Image inpainting, the process of restoring corrupted images, has seen significant advancements with the advent of diffusion models (DMs). Despite these advancements, current DM adaptations for inpainting, which involve modifications to the sampling strategy or the development of inpainting-specific DMs, frequently suffer from semantic inconsistencies and reduced image quality. Addressing these challenges, our work introduces a novel paradigm: the division of masked image features and noisy latent into separate branches. This division dramatically diminishes the model's learning load, facilitating a nuanced incorporation of essential masked image information in a hierarchical fashion. Herein, we present BrushNet, a novel plug-and-play dual-branch model engineered to embed pixel-level masked image features into any pre-trained DM, guaranteeing coherent and enhanced image inpainting outcomes. Additionally, we introduce BrushData and BrushBench to facilitate segmentation-based inpainting training and performance assessment. Our extensive experimental analysis demonstrates BrushNet's superior performance over existing models across seven key metrics, including image quality, mask region preservation, and textual coherence.
Paper Structure (25 sections, 5 equations, 7 figures, 5 tables)

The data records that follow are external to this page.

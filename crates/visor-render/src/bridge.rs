#![forbid(unsafe_code)]

//! The render bridge: claims a texture surface and carries whole frames
//! into it.
//!
//! A bridge is bound to one texture handle at a time. Each frame is a
//! [`begin_frame`](RenderBridge::begin_frame) → paint →
//! [`finish`](FramePaint::finish) cycle; the [`FramePaint`] guard commits
//! on drop, so a paint path that returns early (or unwinds) still
//! publishes exactly once. Invalidation is whole-target: any dirt anywhere
//! schedules one full repaint on the next frame opportunity.

use std::fmt;
use std::ops::{Deref, DerefMut};
use std::sync::Arc;

use visor_core::geometry::PixelSize;

use crate::pixels::PixelBuffer;
use crate::surface::{ClaimKind, SurfaceClaim, TextureHandle, TextureSurface};

/// Errors from bridge binding.
#[derive(Debug, Clone, Copy, PartialEq, Eq)]
pub enum BridgeError {
    /// The bridge is already bound to a live handle; `release()` first.
    AlreadyBound,
    /// Another consumer holds the surface claim.
    SurfaceBusy {
        /// The consumer currently holding the claim.
        held_by: ClaimKind,
    },
    /// The texture handle no longer upgrades to a live surface.
    SurfaceGone,
}

impl fmt::Display for BridgeError {
    fn fmt(&self, f: &mut fmt::Formatter<'_>) -> fmt::Result {
        match self {
            Self::AlreadyBound => write!(f, "bridge already bound; release it first"),
            Self::SurfaceBusy { held_by } => {
                write!(f, "surface already claimed by {held_by:?}")
            }
            Self::SurfaceGone => write!(f, "texture surface is gone"),
        }
    }
}

impl std::error::Error for BridgeError {}

/// Redirects a 2D view hierarchy's paint output into a texture surface.
#[derive(Debug, Default)]
pub struct RenderBridge {
    handle: Option<TextureHandle>,
    claim: Option<SurfaceClaim>,
    target: PixelSize,
    logical_width: f32,
    back: Option<PixelBuffer>,
    needs_paint: bool,
}

impl RenderBridge {
    /// Create an unbound bridge.
    pub fn new() -> Self {
        Self::default()
    }

    /// Bind to a texture handle with the given target pixel size.
    ///
    /// Fails with [`BridgeError::AlreadyBound`] while bound to a live
    /// handle, and with [`BridgeError::SurfaceBusy`] when another
    /// consumer holds the surface. The logical source width starts equal
    /// to the target width (scale factor 1).
    pub fn bind(&mut self, handle: TextureHandle, target: PixelSize) -> Result<(), BridgeError> {
        if self.claim.is_some() && self.handle.as_ref().is_some_and(TextureHandle::is_live) {
            return Err(BridgeError::AlreadyBound);
        }
        let surface = handle.surface().ok_or(BridgeError::SurfaceGone)?;
        let claim = surface
            .try_claim(ClaimKind::UiBridge)
            .map_err(|busy| BridgeError::SurfaceBusy {
                held_by: busy.held_by,
            })?;
        surface.set_default_size(target);
        self.handle = Some(handle);
        self.claim = Some(claim);
        self.target = target;
        self.logical_width = target.width as f32;
        self.back = Some(PixelBuffer::new(target.width, target.height));
        self.needs_paint = true;
        Ok(())
    }

    /// Whether the bridge currently holds a surface claim.
    pub fn is_bound(&self) -> bool {
        self.claim.is_some()
    }

    /// The handle this bridge is bound to, if any.
    pub fn bound_handle(&self) -> Option<&TextureHandle> {
        self.handle.as_ref()
    }

    /// Current target size in texture pixels.
    pub fn target_size(&self) -> PixelSize {
        self.target
    }

    /// Declare the logical pixel width of the source view hierarchy.
    ///
    /// Content is uniformly scaled by `target_width / logical_width`, so
    /// the full hierarchy maps onto the texture without distortion.
    pub fn set_logical_width(&mut self, logical_width: f32) {
        if logical_width.is_finite() && logical_width > 0.0 {
            self.logical_width = logical_width;
        }
    }

    /// The uniform scale factor applied to source coordinates.
    pub fn scale_factor(&self) -> f32 {
        if self.logical_width > 0.0 {
            self.target.width as f32 / self.logical_width
        } else {
            1.0
        }
    }

    /// Retarget the bridge to new pixel dimensions.
    ///
    /// Pushes the size to the surface immediately and schedules a full
    /// repaint; the back buffer reallocates on the next frame.
    pub fn resize(&mut self, target: PixelSize) {
        if target == self.target {
            return;
        }
        let width_ratio = self.target.width as f32 / self.logical_width.max(1.0);
        self.target = target;
        self.logical_width = target.width as f32 / width_ratio.max(f32::MIN_POSITIVE);
        if let Some(surface) = self.handle.as_ref().and_then(TextureHandle::surface) {
            surface.set_default_size(target);
        }
        self.needs_paint = true;
    }

    /// Schedule one whole-target repaint.
    pub fn invalidate(&mut self) {
        self.needs_paint = true;
    }

    /// Consume the pending-repaint flag.
    pub fn take_repaint(&mut self) -> bool {
        std::mem::take(&mut self.needs_paint)
    }

    /// Open a frame against the bound surface.
    ///
    /// Returns `None` when unbound or when the consumer side tore the
    /// surface down; the caller must skip painting in that case. The
    /// returned guard commits the frame exactly once, on drop or via
    /// [`FramePaint::finish`].
    pub fn begin_frame(&mut self) -> Option<FramePaint<'_>> {
        self.claim.as_ref()?;
        let surface = match self.handle.as_ref().and_then(TextureHandle::surface) {
            Some(surface) => surface,
            None => {
                #[cfg(feature = "tracing")]
                tracing::debug!("begin_frame on a torn-down surface; skipping paint");
                return None;
            }
        };
        let mut buffer = self
            .back
            .take()
            .unwrap_or_else(|| PixelBuffer::new(self.target.width, self.target.height));
        buffer.reset(self.target.width, self.target.height);
        Some(FramePaint {
            bridge: self,
            surface,
            buffer: Some(buffer),
            committed: false,
        })
    }

    /// Detach from the texture handle. Idempotent; safe when never bound.
    pub fn release(&mut self) {
        if let Some(mut claim) = self.claim.take() {
            claim.release();
        }
        self.handle = None;
        self.back = None;
        self.needs_paint = false;
    }
}

/// An open frame: a drawable target that commits on drop.
///
/// Derefs to the back-buffer [`PixelBuffer`]. Paint code runs at source
/// logical coordinates scaled by [`scale_factor`](Self::scale_factor).
#[derive(Debug)]
pub struct FramePaint<'a> {
    bridge: &'a mut RenderBridge,
    surface: Arc<TextureSurface>,
    buffer: Option<PixelBuffer>,
    committed: bool,
}

impl FramePaint<'_> {
    /// The uniform source-to-target scale factor for this frame.
    pub fn scale_factor(&self) -> f32 {
        self.bridge.scale_factor()
    }

    /// Commit the frame to the surface now.
    pub fn finish(mut self) {
        self.commit();
    }

    fn commit(&mut self) {
        if self.committed {
            return;
        }
        self.committed = true;
        let buffer = self.buffer.take().expect("frame buffer held until commit");
        if let Some(recycled) = self.surface.publish(buffer) {
            self.bridge.back = Some(recycled);
        }
        self.bridge.needs_paint = false;
    }
}

impl Deref for FramePaint<'_> {
    type Target = PixelBuffer;

    fn deref(&self) -> &PixelBuffer {
        self.buffer.as_ref().expect("frame buffer held until commit")
    }
}

impl DerefMut for FramePaint<'_> {
    fn deref_mut(&mut self) -> &mut PixelBuffer {
        self.buffer.as_mut().expect("frame buffer held until commit")
    }
}

impl Drop for FramePaint<'_> {
    fn drop(&mut self) {
        self.commit();
    }
}

#[cfg(test)]
mod tests {
    use super::*;
    use crate::pixels::Argb;

    fn bound_bridge(surface: &Arc<TextureSurface>) -> RenderBridge {
        let mut bridge = RenderBridge::new();
        bridge
            .bind(surface.handle(), surface.size())
            .expect("fresh surface binds");
        bridge
    }

    #[test]
    fn rebinding_without_release_fails() {
        let surface = TextureSurface::new(32, 32);
        let other = TextureSurface::new(32, 32);
        let mut bridge = bound_bridge(&surface);
        assert_eq!(
            bridge.bind(other.handle(), other.size()),
            Err(BridgeError::AlreadyBound)
        );
        bridge.release();
        bridge.bind(other.handle(), other.size()).unwrap();
    }

    #[test]
    fn second_bridge_on_same_surface_is_rejected() {
        let surface = TextureSurface::new(32, 32);
        let _first = bound_bridge(&surface);
        let mut second = RenderBridge::new();
        assert_eq!(
            second.bind(surface.handle(), surface.size()),
            Err(BridgeError::SurfaceBusy {
                held_by: ClaimKind::UiBridge
            })
        );
    }

    #[test]
    fn dead_handle_unblocks_rebinding() {
        let surface = TextureSurface::new(16, 16);
        let mut bridge = bound_bridge(&surface);
        drop(surface);
        let replacement = TextureSurface::new(16, 16);
        bridge
            .bind(replacement.handle(), replacement.size())
            .expect("stale binding does not block a dead handle");
    }

    #[test]
    fn each_begin_finish_cycle_commits_exactly_once() {
        let surface = TextureSurface::new(8, 8);
        let mut bridge = bound_bridge(&surface);
        for _ in 0..5 {
            let frame = bridge.begin_frame().unwrap();
            frame.finish();
        }
        assert_eq!(surface.frames_committed(), 5);
        bridge.release();
        assert_eq!(surface.frames_committed(), 5);
    }

    #[test]
    fn dropping_the_guard_commits_on_early_exit_paths() {
        let surface = TextureSurface::new(8, 8);
        let mut bridge = bound_bridge(&surface);
        {
            let mut frame = bridge.begin_frame().unwrap();
            frame.set(0, 0, Argb::WHITE);
            // No explicit finish; the guard must still publish.
        }
        assert_eq!(surface.frames_committed(), 1);
        assert_eq!(surface.sample().unwrap().get(0, 0), Some(Argb::WHITE));
    }

    #[test]
    fn begin_frame_after_surface_teardown_returns_none() {
        let surface = TextureSurface::new(8, 8);
        let mut bridge = bound_bridge(&surface);
        drop(surface);
        assert!(bridge.begin_frame().is_none());
    }

    #[test]
    fn begin_frame_when_never_bound_returns_none() {
        let mut bridge = RenderBridge::new();
        assert!(bridge.begin_frame().is_none());
    }

    #[test]
    fn release_is_idempotent_and_frees_the_claim() {
        let surface = TextureSurface::new(8, 8);
        let mut bridge = bound_bridge(&surface);
        bridge.release();
        bridge.release();
        assert_eq!(surface.claimant(), None);
        surface.try_claim(ClaimKind::SessionDisplay).unwrap();
    }

    #[test]
    fn scale_factor_follows_width_ratio() {
        let surface = TextureSurface::new(1280, 720);
        let mut bridge = bound_bridge(&surface);
        assert_eq!(bridge.scale_factor(), 1.0);
        bridge.set_logical_width(640.0);
        assert_eq!(bridge.scale_factor(), 2.0);
        let frame = bridge.begin_frame().unwrap();
        assert_eq!(frame.scale_factor(), 2.0);
        frame.finish();
    }

    #[test]
    fn resize_pushes_dimensions_and_schedules_repaint() {
        let surface = TextureSurface::new(100, 50);
        let mut bridge = bound_bridge(&surface);
        let _ = bridge.take_repaint();
        bridge.resize(PixelSize::new(200, 100));
        assert_eq!(surface.size(), PixelSize::new(200, 100));
        assert!(bridge.take_repaint());
        let frame = bridge.begin_frame().unwrap();
        assert_eq!(frame.width(), 200);
        assert_eq!(frame.height(), 100);
    }

    #[test]
    fn resize_preserves_the_scale_ratio() {
        let surface = TextureSurface::new(1000, 500);
        let mut bridge = bound_bridge(&surface);
        bridge.set_logical_width(500.0); // 2x
        bridge.resize(PixelSize::new(2000, 1000));
        assert!((bridge.scale_factor() - 2.0).abs() < 1e-4);
    }

    #[test]
    fn invalidation_coalesces_into_one_repaint() {
        let surface = TextureSurface::new(8, 8);
        let mut bridge = bound_bridge(&surface);
        let _ = bridge.take_repaint();
        bridge.invalidate();
        bridge.invalidate();
        bridge.invalidate();
        assert!(bridge.take_repaint());
        assert!(!bridge.take_repaint());
    }
}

This paper contains 25 sections, 5 equations, 7 figures, 5 tables.

Figures (7)

  • Figure 1: Performance comparisons of BrushNet and previous image inpainting methods across various inpainting tasks: (I) Random Mask (< 50% masked), (II) Random Mask (> 50% masked), (III) Segmentation Mask Inside-Inpainting, (IV) Segmentation Mask Outside-Inpainting. Each group of results contains an artificial image (left) and a natural image (right) with $6$ inpainting methods: (b) Blended Latent Diffusion (BLD) avrahami2023blended, (c) Stable Diffusion Inpainting (SDI) Rombach_2022_CVPR, (d) HD-Painter (HDP) manukyan2023hd, (e) PowerPaint (PP) zhuang2023task, (f) ControlNet-Inpainting (CNI) zhang2023adding, and (g) Ours.
  • Figure 2: Comparison of previous inpainting architectures and BrushNet.
  • Figure 3: Model overview. Our model outputs an inpainted image given the mask and masked image input. Firstly, we downsample the mask to accommodate the size of the latent, and input the masked image to the VAE encoder to align the distribution of latent space. Then, noisy latent, masked image latent, and downsampled mask are concatenated as the input of BrushNet. The feature extracted from BrushNet is added to pretrained UNet layer by layer after a zero convolution block zhang2023adding. After denoising, the generated image and masked image are blended with a blurred mask.
  • Figure 4: Benchmark overview. I and II separately show natural and artificial images, masks, and caption of BrushBench. (a) to (d) show images of humans, animals, indoor scenarios, and outdoor scenarios. Each group of images shows the original image, inside-inpainting mask, and outside-inpainting mask, with an image caption on the top. III show image, mask, and caption from EditBench wang2023imagen, with (e) for generated images and (f) for natural images. The images are randomly selected from both benchmarks.
  • Figure 5: Comparison of previous inpainting methods and BrushNet on various image domain. A detailed explanation of compared methods is in Fig. \ref{['fig:teaser']}.